3.2.3. Copilot Extensibility Framework
💡 First Principle: The extensibility framework lets organizations extend what Copilot can do and what it knows—without building from scratch. Think of it as adding specialized tools to a Swiss Army knife: the base tool (Copilot) is useful on its own, but extensions make it useful for YOUR specific workflows. The framework offers a spectrum from simple (connectors) to complex (custom engine agents), and the exam tests your ability to match the extension type to the need.

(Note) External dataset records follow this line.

//! Serial transport abstraction
//!
//! Provides the byte-stream trait the protocol engine polls. The interface
//! is deliberately non-blocking: `read` and `peek` return `None` when no
//! byte has arrived yet, and the engine decides whether to spin or yield.

/// Byte-oriented serial transport
///
/// Implemented by platform UART drivers (or test doubles) and consumed by
/// the protocol engine by composition.
pub trait SerialPort {
    /// Error type for transport operations
    type Error;

    /// Number of bytes ready to be read without waiting
    fn available(&mut self) -> usize;

    /// Read one byte, or `None` if nothing has arrived yet
    fn read(&mut self) -> Result<Option<u8>, Self::Error>;

    /// Look at the next byte without consuming it, or `None` if empty
    fn peek(&mut self) -> Result<Option<u8>, Self::Error>;

    /// Write data to the transport
    ///
    /// Returns the number of bytes accepted. A return of 0 for a non-empty
    /// slice means the transport refused the write.
    fn write(&mut self, data: &[u8]) -> Result<usize, Self::Error>;

    /// Block until everything written has physically left the wire
    ///
    /// On a half-duplex bus the direction signal must not be released
    /// before this returns.
    fn flush(&mut self) -> Result<(), Self::Error>;
}
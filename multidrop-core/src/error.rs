//! Error taxonomy and the per-layer status shim
//!
//! Operations report through their `Result` return value; that is the
//! primary channel. The per-layer [`ErrorCode`] slots exist for callers
//! ported from last-error-style APIs: each operation overwrites its layer's
//! slot (last write wins, no queue), and [`crate::Session::last_error`]
//! reads it back.

/// Hard failures returned by session operations
///
/// "No data yet" and "not addressed to us" are not errors — those are
/// `Ok(None)` results. `Noise` is the one advisory in this enum: it means a
/// byte arrived outside any frame and was discarded, which on a shared bus
/// is routine; callers normally just poll again.
#[derive(Debug, Clone, Copy, PartialEq, Eq)]
#[cfg_attr(feature = "defmt", derive(defmt::Format))]
pub enum Error {
    /// Length exceeds a configured maximum, or a frame overflowed a buffer
    Oversize,
    /// Packet checksum trailer did not match the payload
    Checksum,
    /// Received bytes are not a valid encoded frame
    Decode,
    /// Frame could not be encoded (destination buffer too small)
    Encode,
    /// Blocking receive exhausted its idle-poll budget
    Timeout,
    /// Transport refused or failed a write
    Write,
    /// Transport read failed
    Read,
    /// Byte received while unsynchronized; discarded
    Noise,
}

/// Non-fatal observations attached to an otherwise valid received frame
#[derive(Debug, Clone, Copy, PartialEq, Eq)]
#[cfg_attr(feature = "defmt", derive(defmt::Format))]
pub enum Advisory {
    /// Frame's source equals our own address: a loop, or an imposter
    SourceIsSelf,
    /// Frame's source is the broadcast address: malformed sender
    SourceIsBroadcast,
}

/// Protocol layer selector for [`crate::Session::last_error`]
#[derive(Debug, Clone, Copy, PartialEq, Eq)]
#[cfg_attr(feature = "defmt", derive(defmt::Format))]
pub enum Layer {
    Phy,
    Mac,
    App,
}

/// Last-operation status code, one slot per layer
#[derive(Debug, Clone, Copy, PartialEq, Eq, Default)]
#[cfg_attr(feature = "defmt", derive(defmt::Format))]
pub enum ErrorCode {
    /// Operation completed normally
    #[default]
    NoError,
    Oversize,
    Checksum,
    Decode,
    Encode,
    Timeout,
    Write,
    Read,
    /// Nothing available to receive on this call
    NoData,
    Noise,
    SourceIsBroadcast,
    SourceIsSelf,
    Unknown,
}

impl From<Error> for ErrorCode {
    fn from(err: Error) -> Self {
        match err {
            Error::Oversize => ErrorCode::Oversize,
            Error::Checksum => ErrorCode::Checksum,
            Error::Decode => ErrorCode::Decode,
            Error::Encode => ErrorCode::Encode,
            Error::Timeout => ErrorCode::Timeout,
            Error::Write => ErrorCode::Write,
            Error::Read => ErrorCode::Read,
            Error::Noise => ErrorCode::Noise,
        }
    }
}

impl From<Advisory> for ErrorCode {
    fn from(advisory: Advisory) -> Self {
        match advisory {
            Advisory::SourceIsSelf => ErrorCode::SourceIsSelf,
            Advisory::SourceIsBroadcast => ErrorCode::SourceIsBroadcast,
        }
    }
}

The extensibility spectrum:
| Extension Type | Complexity | What It Does | Example |
|---|---|---|---|
| Graph connectors | Low | Bring external data INTO Microsoft Graph so Copilot can search it | Connect Salesforce data so Copilot can answer CRM questions |
| Plugins/Actions | Medium | Let Copilot DO things in external systems | Create a Jira ticket, update a CRM record |
| Declarative agents | Medium | Custom Copilot with specific instructions, knowledge, and actions | Sales agent that knows pricing rules and can generate quotes |
| Custom engine agents | High | Agents built with external AI models (via Copilot Studio or Foundry) | Specialized legal research agent using domain-specific model |
The build, buy, or extend decision:
Key insight: Most organizations should exhaust "buy" and "extend" options before "build." Extending Copilot with connectors and plugins is significantly faster and cheaper than building custom solutions in Foundry.
⚠️ Exam Trap: When a scenario describes needing external data in Copilot, the answer is usually Graph connectors—not "build a custom solution." When Copilot needs to perform actions in external systems, the answer is plugins or declarative agents.
Reflection Question: A company uses Salesforce for CRM and wants Copilot to answer questions about customer accounts. Should they build a custom AI, use Copilot Studio, or deploy a Graph connector?